(Data supplied Opens)

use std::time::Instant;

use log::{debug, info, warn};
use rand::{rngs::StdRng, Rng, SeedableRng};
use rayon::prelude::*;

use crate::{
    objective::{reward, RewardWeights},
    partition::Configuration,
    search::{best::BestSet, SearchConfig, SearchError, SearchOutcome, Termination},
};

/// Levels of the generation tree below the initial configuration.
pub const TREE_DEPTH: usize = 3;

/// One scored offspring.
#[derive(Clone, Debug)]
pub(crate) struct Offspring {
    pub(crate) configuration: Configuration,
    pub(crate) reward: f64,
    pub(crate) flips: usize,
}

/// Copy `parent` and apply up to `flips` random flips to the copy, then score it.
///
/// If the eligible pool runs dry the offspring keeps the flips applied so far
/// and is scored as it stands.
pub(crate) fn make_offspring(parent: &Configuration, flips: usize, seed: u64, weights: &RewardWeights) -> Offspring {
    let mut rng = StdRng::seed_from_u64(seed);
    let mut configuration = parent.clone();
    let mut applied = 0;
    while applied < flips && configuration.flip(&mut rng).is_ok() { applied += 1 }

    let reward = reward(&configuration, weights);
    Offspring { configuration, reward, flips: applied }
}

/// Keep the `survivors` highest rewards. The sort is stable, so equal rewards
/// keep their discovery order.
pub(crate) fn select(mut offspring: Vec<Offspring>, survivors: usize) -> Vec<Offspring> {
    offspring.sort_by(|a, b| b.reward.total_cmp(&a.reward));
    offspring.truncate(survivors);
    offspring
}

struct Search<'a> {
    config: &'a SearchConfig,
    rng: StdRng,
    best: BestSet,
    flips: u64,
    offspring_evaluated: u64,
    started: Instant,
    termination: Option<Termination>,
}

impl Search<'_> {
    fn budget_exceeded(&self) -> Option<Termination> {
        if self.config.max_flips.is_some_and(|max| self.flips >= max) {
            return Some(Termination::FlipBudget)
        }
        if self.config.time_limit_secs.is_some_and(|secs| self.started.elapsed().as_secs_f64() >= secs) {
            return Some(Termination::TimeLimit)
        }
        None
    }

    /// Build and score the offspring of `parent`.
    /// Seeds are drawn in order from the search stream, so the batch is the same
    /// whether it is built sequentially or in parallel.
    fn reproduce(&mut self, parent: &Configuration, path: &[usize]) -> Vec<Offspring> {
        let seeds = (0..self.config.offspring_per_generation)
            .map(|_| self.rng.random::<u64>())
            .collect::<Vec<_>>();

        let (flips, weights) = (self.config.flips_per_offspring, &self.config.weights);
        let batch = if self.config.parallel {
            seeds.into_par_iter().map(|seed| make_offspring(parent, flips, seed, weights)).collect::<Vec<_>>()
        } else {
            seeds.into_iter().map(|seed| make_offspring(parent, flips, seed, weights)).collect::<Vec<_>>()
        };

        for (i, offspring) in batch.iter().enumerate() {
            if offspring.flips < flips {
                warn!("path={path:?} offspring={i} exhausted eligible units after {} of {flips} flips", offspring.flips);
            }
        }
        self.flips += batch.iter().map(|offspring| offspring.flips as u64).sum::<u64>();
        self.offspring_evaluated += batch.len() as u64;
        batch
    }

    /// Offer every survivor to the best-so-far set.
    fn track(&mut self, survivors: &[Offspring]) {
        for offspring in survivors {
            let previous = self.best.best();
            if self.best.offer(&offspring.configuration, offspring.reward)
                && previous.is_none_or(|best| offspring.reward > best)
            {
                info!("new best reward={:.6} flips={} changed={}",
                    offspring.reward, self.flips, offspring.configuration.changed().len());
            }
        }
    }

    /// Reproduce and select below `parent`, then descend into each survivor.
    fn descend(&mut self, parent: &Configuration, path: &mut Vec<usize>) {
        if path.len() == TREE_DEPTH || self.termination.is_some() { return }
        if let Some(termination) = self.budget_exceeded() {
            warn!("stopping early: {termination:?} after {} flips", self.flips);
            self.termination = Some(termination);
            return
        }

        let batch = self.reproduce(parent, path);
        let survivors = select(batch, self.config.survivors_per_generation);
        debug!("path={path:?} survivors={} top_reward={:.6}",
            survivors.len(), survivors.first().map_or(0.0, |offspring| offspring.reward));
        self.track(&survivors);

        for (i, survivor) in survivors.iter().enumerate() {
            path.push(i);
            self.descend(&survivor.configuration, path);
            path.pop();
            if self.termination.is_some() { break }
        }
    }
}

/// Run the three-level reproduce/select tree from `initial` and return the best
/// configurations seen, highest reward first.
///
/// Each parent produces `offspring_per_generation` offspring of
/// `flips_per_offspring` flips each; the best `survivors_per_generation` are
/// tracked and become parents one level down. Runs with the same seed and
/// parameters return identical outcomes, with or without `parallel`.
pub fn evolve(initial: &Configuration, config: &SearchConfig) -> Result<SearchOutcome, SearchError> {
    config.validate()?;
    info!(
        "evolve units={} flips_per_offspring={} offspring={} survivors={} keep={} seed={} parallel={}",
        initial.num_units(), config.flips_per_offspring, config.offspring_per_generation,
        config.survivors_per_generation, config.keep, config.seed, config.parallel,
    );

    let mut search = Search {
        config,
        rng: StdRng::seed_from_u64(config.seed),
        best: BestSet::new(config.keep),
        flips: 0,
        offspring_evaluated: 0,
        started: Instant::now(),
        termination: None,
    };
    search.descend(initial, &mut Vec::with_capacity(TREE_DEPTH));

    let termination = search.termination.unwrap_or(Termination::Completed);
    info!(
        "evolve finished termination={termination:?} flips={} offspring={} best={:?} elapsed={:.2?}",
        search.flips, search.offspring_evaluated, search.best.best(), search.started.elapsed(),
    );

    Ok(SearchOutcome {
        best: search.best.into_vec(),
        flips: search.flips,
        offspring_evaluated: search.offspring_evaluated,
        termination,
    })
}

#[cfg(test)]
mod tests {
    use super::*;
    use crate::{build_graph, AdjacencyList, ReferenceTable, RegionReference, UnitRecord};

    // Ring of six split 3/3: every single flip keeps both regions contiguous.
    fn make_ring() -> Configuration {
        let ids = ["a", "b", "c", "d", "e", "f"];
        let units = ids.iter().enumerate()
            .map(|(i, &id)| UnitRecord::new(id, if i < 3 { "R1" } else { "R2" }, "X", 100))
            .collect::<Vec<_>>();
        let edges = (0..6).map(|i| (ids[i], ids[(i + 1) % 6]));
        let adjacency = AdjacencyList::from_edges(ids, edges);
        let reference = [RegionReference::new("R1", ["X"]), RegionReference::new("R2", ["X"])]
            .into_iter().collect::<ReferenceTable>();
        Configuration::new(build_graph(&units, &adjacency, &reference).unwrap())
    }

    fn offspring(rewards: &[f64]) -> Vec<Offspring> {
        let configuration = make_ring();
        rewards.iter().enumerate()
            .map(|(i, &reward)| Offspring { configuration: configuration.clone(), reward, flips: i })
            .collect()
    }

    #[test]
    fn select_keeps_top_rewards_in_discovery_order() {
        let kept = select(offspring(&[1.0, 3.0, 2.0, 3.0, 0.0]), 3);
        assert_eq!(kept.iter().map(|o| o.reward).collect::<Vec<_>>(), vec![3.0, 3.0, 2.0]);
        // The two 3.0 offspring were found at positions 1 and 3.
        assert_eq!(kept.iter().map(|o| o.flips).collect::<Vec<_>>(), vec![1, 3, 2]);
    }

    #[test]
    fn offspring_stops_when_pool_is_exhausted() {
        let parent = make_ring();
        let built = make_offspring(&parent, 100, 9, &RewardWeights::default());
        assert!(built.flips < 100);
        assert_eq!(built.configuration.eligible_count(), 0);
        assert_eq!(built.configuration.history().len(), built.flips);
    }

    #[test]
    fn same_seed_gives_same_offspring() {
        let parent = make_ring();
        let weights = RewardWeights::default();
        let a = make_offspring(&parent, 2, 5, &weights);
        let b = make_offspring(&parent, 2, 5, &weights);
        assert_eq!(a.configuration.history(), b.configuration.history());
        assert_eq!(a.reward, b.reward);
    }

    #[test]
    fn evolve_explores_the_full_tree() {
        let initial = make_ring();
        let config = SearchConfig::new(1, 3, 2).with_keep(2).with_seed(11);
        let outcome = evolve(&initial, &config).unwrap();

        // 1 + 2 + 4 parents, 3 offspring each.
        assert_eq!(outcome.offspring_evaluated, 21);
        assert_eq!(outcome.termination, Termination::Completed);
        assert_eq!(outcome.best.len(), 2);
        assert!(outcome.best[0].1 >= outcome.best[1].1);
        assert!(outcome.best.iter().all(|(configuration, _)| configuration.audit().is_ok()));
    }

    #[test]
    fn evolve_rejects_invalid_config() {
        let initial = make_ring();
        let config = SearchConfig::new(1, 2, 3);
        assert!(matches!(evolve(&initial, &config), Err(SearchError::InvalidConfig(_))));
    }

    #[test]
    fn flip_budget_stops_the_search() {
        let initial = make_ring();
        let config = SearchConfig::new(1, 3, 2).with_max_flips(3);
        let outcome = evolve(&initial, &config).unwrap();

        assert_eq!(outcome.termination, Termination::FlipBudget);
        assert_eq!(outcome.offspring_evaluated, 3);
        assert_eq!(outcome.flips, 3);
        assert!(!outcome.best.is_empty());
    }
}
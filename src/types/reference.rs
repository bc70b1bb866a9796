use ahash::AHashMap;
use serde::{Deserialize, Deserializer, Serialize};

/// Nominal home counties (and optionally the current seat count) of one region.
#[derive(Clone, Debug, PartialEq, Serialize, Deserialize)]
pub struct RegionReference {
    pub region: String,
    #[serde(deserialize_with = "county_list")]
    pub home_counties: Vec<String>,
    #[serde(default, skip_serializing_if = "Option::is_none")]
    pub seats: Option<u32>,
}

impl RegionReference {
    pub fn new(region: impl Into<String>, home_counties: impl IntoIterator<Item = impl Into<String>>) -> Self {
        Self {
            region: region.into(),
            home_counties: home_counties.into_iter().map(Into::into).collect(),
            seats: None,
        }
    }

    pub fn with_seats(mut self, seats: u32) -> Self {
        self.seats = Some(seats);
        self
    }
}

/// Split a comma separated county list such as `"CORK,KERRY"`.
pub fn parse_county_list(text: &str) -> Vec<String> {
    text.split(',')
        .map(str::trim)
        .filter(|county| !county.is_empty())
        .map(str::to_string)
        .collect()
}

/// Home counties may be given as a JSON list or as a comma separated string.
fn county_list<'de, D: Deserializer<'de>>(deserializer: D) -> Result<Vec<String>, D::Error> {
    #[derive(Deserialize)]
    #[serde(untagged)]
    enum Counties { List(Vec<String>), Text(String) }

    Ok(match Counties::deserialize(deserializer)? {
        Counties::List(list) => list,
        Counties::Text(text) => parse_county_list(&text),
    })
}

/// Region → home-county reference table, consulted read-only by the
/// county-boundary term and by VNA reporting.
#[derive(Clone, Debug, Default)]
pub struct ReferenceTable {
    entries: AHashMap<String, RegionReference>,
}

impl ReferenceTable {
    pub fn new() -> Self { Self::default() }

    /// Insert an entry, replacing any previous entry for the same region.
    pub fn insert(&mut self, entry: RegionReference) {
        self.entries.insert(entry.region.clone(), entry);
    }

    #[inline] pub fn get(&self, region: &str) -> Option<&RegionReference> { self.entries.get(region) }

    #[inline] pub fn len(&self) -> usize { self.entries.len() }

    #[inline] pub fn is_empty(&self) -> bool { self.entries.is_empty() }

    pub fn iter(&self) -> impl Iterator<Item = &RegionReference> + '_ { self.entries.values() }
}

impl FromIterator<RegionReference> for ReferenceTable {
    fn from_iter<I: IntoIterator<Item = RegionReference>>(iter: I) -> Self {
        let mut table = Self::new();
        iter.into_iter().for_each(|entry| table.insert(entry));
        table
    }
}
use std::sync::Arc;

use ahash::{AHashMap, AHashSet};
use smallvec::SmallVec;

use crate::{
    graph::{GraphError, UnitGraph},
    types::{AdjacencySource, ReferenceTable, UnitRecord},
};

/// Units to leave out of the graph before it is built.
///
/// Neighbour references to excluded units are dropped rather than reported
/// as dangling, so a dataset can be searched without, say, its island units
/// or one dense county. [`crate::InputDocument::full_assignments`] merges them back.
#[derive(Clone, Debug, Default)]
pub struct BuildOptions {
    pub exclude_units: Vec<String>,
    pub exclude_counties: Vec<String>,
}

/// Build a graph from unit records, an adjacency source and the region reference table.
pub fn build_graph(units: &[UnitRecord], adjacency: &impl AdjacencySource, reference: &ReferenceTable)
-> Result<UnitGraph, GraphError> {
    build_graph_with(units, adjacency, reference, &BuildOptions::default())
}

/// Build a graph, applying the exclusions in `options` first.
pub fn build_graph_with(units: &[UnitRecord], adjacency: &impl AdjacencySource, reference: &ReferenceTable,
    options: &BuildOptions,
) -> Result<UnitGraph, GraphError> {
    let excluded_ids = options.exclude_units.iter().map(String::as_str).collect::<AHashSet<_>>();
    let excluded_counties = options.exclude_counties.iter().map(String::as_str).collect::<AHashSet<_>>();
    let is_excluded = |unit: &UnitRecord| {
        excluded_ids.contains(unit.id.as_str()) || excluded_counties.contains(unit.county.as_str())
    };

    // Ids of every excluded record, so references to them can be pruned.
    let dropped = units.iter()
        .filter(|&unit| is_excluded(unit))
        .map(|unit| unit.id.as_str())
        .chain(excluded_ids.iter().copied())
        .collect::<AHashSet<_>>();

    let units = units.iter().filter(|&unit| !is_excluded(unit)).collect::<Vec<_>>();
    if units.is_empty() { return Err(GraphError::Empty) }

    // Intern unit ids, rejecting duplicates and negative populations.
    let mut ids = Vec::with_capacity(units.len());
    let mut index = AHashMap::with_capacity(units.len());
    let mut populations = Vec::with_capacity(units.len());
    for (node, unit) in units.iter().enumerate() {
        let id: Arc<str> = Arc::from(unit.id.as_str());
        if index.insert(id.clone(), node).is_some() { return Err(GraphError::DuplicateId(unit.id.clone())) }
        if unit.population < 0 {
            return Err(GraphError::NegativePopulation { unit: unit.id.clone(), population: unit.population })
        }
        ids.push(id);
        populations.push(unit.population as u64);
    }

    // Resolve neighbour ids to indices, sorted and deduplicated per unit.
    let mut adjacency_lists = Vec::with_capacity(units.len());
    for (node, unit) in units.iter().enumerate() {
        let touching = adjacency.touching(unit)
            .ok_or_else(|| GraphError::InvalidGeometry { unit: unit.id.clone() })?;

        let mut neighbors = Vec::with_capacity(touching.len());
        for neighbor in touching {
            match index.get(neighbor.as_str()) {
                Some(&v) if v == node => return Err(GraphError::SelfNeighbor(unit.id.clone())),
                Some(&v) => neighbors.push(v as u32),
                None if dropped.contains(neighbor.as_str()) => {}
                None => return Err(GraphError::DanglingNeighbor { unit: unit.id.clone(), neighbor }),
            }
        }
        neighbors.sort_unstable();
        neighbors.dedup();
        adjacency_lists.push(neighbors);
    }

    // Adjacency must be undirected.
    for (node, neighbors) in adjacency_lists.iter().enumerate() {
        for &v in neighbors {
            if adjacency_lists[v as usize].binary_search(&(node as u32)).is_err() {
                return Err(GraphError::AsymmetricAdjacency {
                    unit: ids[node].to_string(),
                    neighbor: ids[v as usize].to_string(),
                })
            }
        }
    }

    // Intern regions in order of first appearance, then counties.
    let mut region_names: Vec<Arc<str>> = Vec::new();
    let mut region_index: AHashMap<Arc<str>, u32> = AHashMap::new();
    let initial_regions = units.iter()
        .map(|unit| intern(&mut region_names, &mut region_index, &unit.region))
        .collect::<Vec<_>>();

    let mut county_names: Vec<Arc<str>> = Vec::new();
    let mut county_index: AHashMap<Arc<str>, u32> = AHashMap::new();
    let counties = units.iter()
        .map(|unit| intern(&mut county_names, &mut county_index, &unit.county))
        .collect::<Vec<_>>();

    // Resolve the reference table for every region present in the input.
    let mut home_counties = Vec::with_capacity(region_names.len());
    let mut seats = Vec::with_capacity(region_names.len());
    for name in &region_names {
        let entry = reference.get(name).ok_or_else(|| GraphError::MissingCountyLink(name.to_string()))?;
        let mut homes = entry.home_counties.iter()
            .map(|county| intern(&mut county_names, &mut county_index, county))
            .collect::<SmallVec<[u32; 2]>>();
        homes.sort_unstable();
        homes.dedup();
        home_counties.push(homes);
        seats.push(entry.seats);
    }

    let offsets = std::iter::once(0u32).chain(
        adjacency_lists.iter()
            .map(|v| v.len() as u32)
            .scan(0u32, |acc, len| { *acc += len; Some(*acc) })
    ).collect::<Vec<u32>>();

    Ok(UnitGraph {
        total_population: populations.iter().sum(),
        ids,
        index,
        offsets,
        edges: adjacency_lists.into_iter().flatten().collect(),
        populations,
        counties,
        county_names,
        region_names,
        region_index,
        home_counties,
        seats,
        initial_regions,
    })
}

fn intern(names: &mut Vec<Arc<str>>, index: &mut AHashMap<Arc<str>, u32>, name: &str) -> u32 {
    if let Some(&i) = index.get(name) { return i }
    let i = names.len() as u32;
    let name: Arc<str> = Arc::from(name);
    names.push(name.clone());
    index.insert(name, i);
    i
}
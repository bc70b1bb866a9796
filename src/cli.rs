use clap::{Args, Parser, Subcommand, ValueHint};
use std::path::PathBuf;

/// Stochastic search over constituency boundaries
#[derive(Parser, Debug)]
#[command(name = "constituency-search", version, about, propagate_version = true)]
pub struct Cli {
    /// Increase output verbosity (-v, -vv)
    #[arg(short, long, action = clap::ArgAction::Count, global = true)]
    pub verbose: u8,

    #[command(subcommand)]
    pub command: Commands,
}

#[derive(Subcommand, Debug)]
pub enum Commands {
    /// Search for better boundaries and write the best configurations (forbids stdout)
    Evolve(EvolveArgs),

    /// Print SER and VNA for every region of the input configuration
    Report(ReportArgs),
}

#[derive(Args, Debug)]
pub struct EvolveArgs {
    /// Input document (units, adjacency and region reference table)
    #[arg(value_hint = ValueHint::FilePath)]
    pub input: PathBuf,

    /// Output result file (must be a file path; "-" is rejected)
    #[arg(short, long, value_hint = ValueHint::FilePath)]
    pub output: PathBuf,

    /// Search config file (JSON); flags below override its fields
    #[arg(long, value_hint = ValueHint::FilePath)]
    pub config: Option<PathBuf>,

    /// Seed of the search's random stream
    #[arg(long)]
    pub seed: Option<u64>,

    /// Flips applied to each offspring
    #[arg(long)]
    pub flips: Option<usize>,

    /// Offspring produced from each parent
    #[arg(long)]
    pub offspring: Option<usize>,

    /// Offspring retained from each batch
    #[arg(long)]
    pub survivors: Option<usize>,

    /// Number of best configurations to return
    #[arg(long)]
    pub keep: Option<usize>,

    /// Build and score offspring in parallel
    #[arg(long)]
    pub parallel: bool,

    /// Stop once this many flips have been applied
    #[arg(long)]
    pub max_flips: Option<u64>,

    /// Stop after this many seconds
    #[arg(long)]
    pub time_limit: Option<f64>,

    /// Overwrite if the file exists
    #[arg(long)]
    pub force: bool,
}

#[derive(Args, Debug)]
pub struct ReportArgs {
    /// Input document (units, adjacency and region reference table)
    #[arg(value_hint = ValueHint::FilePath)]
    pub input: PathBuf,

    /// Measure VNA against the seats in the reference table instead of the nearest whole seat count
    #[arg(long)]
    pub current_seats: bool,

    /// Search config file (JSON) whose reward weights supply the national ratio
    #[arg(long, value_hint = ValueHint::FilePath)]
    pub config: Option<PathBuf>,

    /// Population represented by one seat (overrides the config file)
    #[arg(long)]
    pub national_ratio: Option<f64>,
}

(Data supplied Closes)

Assigned task –
What is needed is an exact repetition of the lines from the first line of the records through the line containing "let reward = reward(&configuration, weights);", both ends included, and nothing more.

Expected answer –
use std::time::Instant;

use log::{debug, info, warn};
use rand::{rngs::StdRng, Rng, SeedableRng};
use rayon::prelude::*;

use crate::{
    objective::{reward, RewardWeights},
    partition::Configuration,
    search::{best::BestSet, SearchConfig, SearchError, SearchOutcome, Termination},
};

/// Levels of the generation tree below the initial configuration.
pub const TREE_DEPTH: usize = 3;

/// One scored offspring.
#[derive(Clone, Debug)]
pub(crate) struct Offspring {
    pub(crate) configuration: Configuration,
    pub(crate) reward: f64,
    pub(crate) flips: usize,
}

/// Copy `parent` and apply up to `flips` random flips to the copy, then score it.
///
/// If the eligible pool runs dry the offspring keeps the flips applied so far
/// and is scored as it stands.
pub(crate) fn make_offspring(parent: &Configuration, flips: usize, seed: u64, weights: &RewardWeights) -> Offspring {
    let mut rng = StdRng::seed_from_u64(seed);
    let mut configuration = parent.clone();
    let mut applied = 0;
    while applied < flips && configuration.flip(&mut rng).is_ok() { applied += 1 }

    let reward = reward(&configuration, weights);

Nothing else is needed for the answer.